::: DATA FOR THIS EXERCISE

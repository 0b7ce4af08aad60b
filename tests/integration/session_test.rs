//! Session lifecycle through the API surface.

use crate::integration::{fast_config, stack, wait_for_terminal};
use db_pager::client::{ExecuteResponse, SessionApi};
use db_pager::config::CacheConfig;
use db_pager::db::MockQueryExecutor;
use db_pager::error::PagerError;
use db_pager::page::PageRequest;
use db_pager::server::SessionStatus;
use pretty_assertions::assert_eq;
use std::time::Duration;

async fn session_id(api: &std::sync::Arc<dyn SessionApi>, sql: &str) -> String {
    match api.execute(sql).await.unwrap() {
        ExecuteResponse::Session { session_id } => session_id,
        other => panic!("expected a session, got {other:?}"),
    }
}

#[tokio::test]
async fn test_session_materializes_to_completed() {
    let (_, api) = stack(MockQueryExecutor::new(2000, 100), fast_config());
    let id = session_id(&api, "SELECT * FROM orders").await;

    let snapshot = wait_for_terminal(&api, &id).await;
    assert_eq!(snapshot.status, SessionStatus::Completed);
    assert_eq!(snapshot.rows_materialized, 2000);
    assert_eq!(snapshot.total_row_count, Some(2000));
    assert_eq!(snapshot.progress_percentage, 100);
}

#[tokio::test]
async fn test_status_progresses_monotonically() {
    let (_, api) = stack(
        MockQueryExecutor::new(1000, 100).with_batch_delay(Duration::from_millis(5)),
        fast_config(),
    );
    let id = session_id(&api, "SELECT * FROM orders").await;

    let mut last_rows = 0;
    let mut last_pct = 0;
    loop {
        let snapshot = api.session_status(&id).await.unwrap();
        assert!(snapshot.rows_materialized >= last_rows);
        assert!(snapshot.progress_percentage >= last_pct);
        last_rows = snapshot.rows_materialized;
        last_pct = snapshot.progress_percentage;
        if snapshot.status.is_terminal() {
            break;
        }
        tokio::time::sleep(Duration::from_millis(5)).await;
    }
    assert_eq!(last_pct, 100);
}

#[tokio::test]
async fn test_cancel_mid_flight_keeps_partial_rows_readable() {
    let (_, api) = stack(
        MockQueryExecutor::new(1000, 50).with_batch_delay(Duration::from_millis(10)),
        fast_config(),
    );
    let id = session_id(&api, "SELECT * FROM orders").await;

    tokio::time::sleep(Duration::from_millis(45)).await;
    assert!(api.cancel(&id).await.unwrap());

    let snapshot = wait_for_terminal(&api, &id).await;
    assert_eq!(snapshot.status, SessionStatus::Cancelled);
    assert!(snapshot.rows_materialized < 1000);

    // Partial rows page normally.
    let response = api.read(&PageRequest::new(&id, 1, 10)).await.unwrap();
    assert!(response.success);
    assert_eq!(response.rows.len(), 10);
    assert_eq!(response.total_count, snapshot.rows_materialized);
}

#[tokio::test]
async fn test_cancel_after_completion_is_rejected() {
    let (_, api) = stack(MockQueryExecutor::new(100, 50), fast_config());
    let id = session_id(&api, "SELECT * FROM orders").await;
    wait_for_terminal(&api, &id).await;

    assert!(!api.cancel(&id).await.unwrap());
    let snapshot = api.session_status(&id).await.unwrap();
    assert_eq!(snapshot.status, SessionStatus::Completed);
}

#[tokio::test]
async fn test_query_error_is_reported_as_status_not_failure() {
    let (_, api) = stack(MockQueryExecutor::new(500, 100).failing_after(2), fast_config());
    let id = session_id(&api, "SELECT * FROM nope").await;

    let snapshot = wait_for_terminal(&api, &id).await;
    assert_eq!(snapshot.status, SessionStatus::Error);
    assert!(snapshot.error_message.is_some());

    // Reads report the failure as data, not as a transport error.
    let response = api.read(&PageRequest::new(&id, 1, 10)).await.unwrap();
    assert!(!response.success);
    assert_eq!(
        response.error_message.as_deref(),
        snapshot.error_message.as_deref()
    );
}

#[tokio::test]
async fn test_size_exceeded_counts_full_total() {
    let config = CacheConfig {
        max_cached_rows: 100,
        ..fast_config()
    };
    let (_, api) = stack(MockQueryExecutor::new(350, 40), config);
    let id = session_id(&api, "SELECT * FROM orders").await;

    let snapshot = wait_for_terminal(&api, &id).await;
    assert_eq!(snapshot.status, SessionStatus::SizeExceeded);
    assert_eq!(snapshot.total_row_count, Some(350));

    match api.read(&PageRequest::new(&id, 1, 10)).await {
        Err(PagerError::SizeExceeded { total_rows }) => assert_eq!(total_rows, 350),
        other => panic!("expected SizeExceeded, got {other:?}"),
    }
}

#[tokio::test]
async fn test_delete_session_is_idempotent_and_final() {
    let (_, api) = stack(MockQueryExecutor::new(100, 50), fast_config());
    let id = session_id(&api, "SELECT * FROM orders").await;
    wait_for_terminal(&api, &id).await;

    api.delete_session(&id).await.unwrap();
    api.delete_session(&id).await.unwrap();

    assert!(matches!(
        api.session_status(&id).await,
        Err(PagerError::NotFound(_))
    ));
    assert!(matches!(
        api.read(&PageRequest::new(&id, 1, 10)).await,
        Err(PagerError::NotFound(_))
    ));
}

#[tokio::test]
async fn test_owner_cap_evicts_oldest_session() {
    let config = CacheConfig {
        max_sessions_per_owner: 2,
        ..fast_config()
    };
    let (manager, api) = stack(MockQueryExecutor::new(50, 50), config);

    let first = session_id(&api, "SELECT 1").await;
    let second = session_id(&api, "SELECT 2").await;
    wait_for_terminal(&api, &first).await;
    wait_for_terminal(&api, &second).await;

    // Touch the first so the second is least recently used.
    api.session_status(&first).await.unwrap();
    let third = session_id(&api, "SELECT 3").await;

    assert_eq!(manager.session_count(), 2);
    assert!(api.session_status(&first).await.is_ok());
    assert!(api.session_status(&second).await.is_err());
    assert!(api.session_status(&third).await.is_ok());
}

#[tokio::test]
async fn test_ttl_sweep_expires_idle_sessions() {
    let config = CacheConfig {
        session_ttl_secs: 0,
        ..fast_config()
    };
    let (manager, api) = stack(MockQueryExecutor::new(50, 50), config);
    let id = session_id(&api, "SELECT * FROM orders").await;
    wait_for_terminal(&api, &id).await;

    tokio::time::sleep(Duration::from_millis(10)).await;
    manager.sweep_expired();

    assert!(matches!(
        api.session_status(&id).await,
        Err(PagerError::NotFound(_))
    ));
}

::::::

**REQUIREMENT**
Search the data for "panic". Copy each line that has it.

**OUTPUT**
        other => panic!("expected a session, got {other:?}"),
        other => panic!("expected SizeExceeded, got {other:?}"),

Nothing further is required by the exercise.